Hash Indexes

Log-structured storage engines are a type of database engine that store data in an append-only log file. One of the key challenges in implementing a log-structured storage engine is efficiently looking up data based on a key. To solve this problem, log-structured storage engines often use hash indexes, which map keys to byte offsets in the data file.

Hash Indexes

Hash indexes are a type of data structure used to efficiently look up data based on a key. In a hash index, each key is hashed using a hash function, which produces a numeric value. This numeric value is then used as an index into an array, which contains pointers to the data associated with that key. When a query is made for a particular key, the hash function is applied to the key to produce the corresponding index into the array. The pointer at that index is then followed to retrieve the data associated with the key.

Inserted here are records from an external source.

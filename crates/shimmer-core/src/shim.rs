//! Class and whole-object instrumentation passes.

use std::time::{Instant, SystemTime};

use shimmer_object::{ClassRef, DynObject, ObjectRef, Value};
use shimmer_observe::{Outcome, TraceRecord};
use tracing::debug;

use crate::config::TraceConfig;
use crate::engine::ShimEngine;
use crate::member::{MemberKind, classify, silent_shim};

impl ShimEngine {
    /// Registers a class for instrumentation and returns a replacement
    /// whose constructor instruments every instance it produces.
    ///
    /// The replacement shares the original's identity and behavior
    /// table, so existing instance checks keep passing. The original
    /// class is also remembered in the engine registry; objects of this
    /// class returned by other intercepted calls get instrumented with
    /// the same config.
    pub fn trace_class(&self, class: &ClassRef, config: &TraceConfig) -> ClassRef {
        self.register_class(class.id(), class.name(), config);
        let engine = self.clone();
        let original = class.clone();
        let config = config.clone();
        class.with_constructor_override(move |_class, args| {
            let start = Instant::now();
            let timestamp = SystemTime::now();
            match original.instantiate(args) {
                Ok(instance) => {
                    let traced = engine.trace_object(&instance, &config);
                    let identity = engine.identity_of(&traced, &config);
                    config.emit(TraceRecord::Constructor {
                        timestamp,
                        duration: start.elapsed(),
                        instance: Some(traced.clone()),
                        identity: Some(identity),
                        class_name: original.name().to_string(),
                        args: args.to_vec(),
                        outcome: Outcome::Returned(Value::Object(traced.clone())),
                    });
                    Ok(traced)
                }
                Err(err) => {
                    config.emit(TraceRecord::Constructor {
                        timestamp,
                        duration: start.elapsed(),
                        instance: None,
                        identity: None,
                        class_name: original.name().to_string(),
                        args: args.to_vec(),
                        outcome: Outcome::Threw(err.clone()),
                    });
                    Err(err)
                }
            }
        })
    }

    /// Instruments an object, either rewriting its members in place or
    /// returning a delegating wrapper, per the config.
    ///
    /// Already-instrumented objects are returned unchanged; the pass
    /// runs at most once per object however many times it is reached.
    pub fn trace_object(&self, object: &ObjectRef, config: &TraceConfig) -> ObjectRef {
        if object.instrumented() {
            return object.clone();
        }
        let target = if config.in_place {
            object.clone()
        } else {
            let wrapper = DynObject::new().into_ref();
            wrapper.set_class(object.class());
            wrapper
        };

        let mut members = Vec::new();
        for name in object.enumerable_names() {
            if config.skip_properties.contains(&name) {
                // Excluded from logging, still usable on a wrapper.
                silent_shim(&target, object, &name, config);
            } else {
                members.push(name);
            }
        }
        for extra in &config.extra_properties {
            if !members.contains(extra) && !config.skip_properties.contains(extra) {
                members.push(extra.clone());
            }
        }

        // Listener members go last so correlation plans see the rest
        // of the members already in place.
        let mut listener_members = Vec::new();
        for name in members {
            if classify(object, &name, config) == MemberKind::EventListener {
                listener_members.push(name);
            } else {
                self.shim_member(&target, object, &name, config);
            }
        }

        if config.events {
            for member in &listener_members {
                self.shim_listener_member(&target, object, member, config);
            }
            self.shim_listener_registration(&target, object, config);
            for event in &config.extra_events {
                self.force_event_observation(&target, event, config);
            }
        }

        target.set_instrumented(true);
        let identity = self.identity_of(&target, config);
        debug!(
            class = %target.class_name(),
            identity = %identity,
            in_place = config.in_place,
            "instrumented object"
        );
        target
    }
}
//! Return-value propagation: instrumentation follows the objects that
//! intercepted calls hand back.

use shimmer_object::Value;

use crate::config::TraceConfig;
use crate::engine::ShimEngine;

impl ShimEngine {
    /// Extends instrumentation to an intercepted result before it is
    /// returned to the caller.
    ///
    /// Objects of a registered class are instrumented with that class's
    /// config. Unrecognized objects are probed at the configured
    /// explore fields, each of which is propagated in turn. Everything
    /// else, including already-instrumented objects, passes through
    /// untouched.
    pub fn propagate(&self, value: Value, config: &TraceConfig) -> Value {
        let Value::Object(object) = value else {
            return value;
        };
        if object.instrumented() {
            return Value::Object(object);
        }
        if let Some(class) = object.class() {
            if let Some(registered) = self.registered_config(class.id()) {
                return Value::Object(self.trace_object(&object, &registered));
            }
        }
        for field in &config.explore_result_fields {
            if let Ok(current) = object.get(field) {
                let propagated = self.propagate(current, config);
                let _ = object.set(field, propagated);
            }
        }
        Value::Object(object)
    }
}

Hash indexes are very fast for lookups, because they only require a single memory access to retrieve the pointer to the data associated with a key. However, they can be inefficient for range queries, because the keys are not stored in sorted order.

Using Hash Indexes in Log-Structured Storage Engines

In a log-structured storage engine, data is stored in an append-only log file. Each write to the database appends a new record to the log file, which contains the data to be written as well as a timestamp and other metadata. To look up data based on a key, the log file is scanned from the beginning to the end, and each record is examined to see if it contains the desired key. This can be slow for large databases, because it requires reading and parsing a large amount of data.

To speed up lookups, log-structured storage engines often use hash indexes. In a log-structured storage engine, each key is mapped to a byte offset in the data file. The hash function used to compute the index is designed to evenly distribute the keys across the array of pointers, so that each bucket in the array contains roughly the same number of keys. This helps ensure that the array can fit in memory, and that lookups are fast.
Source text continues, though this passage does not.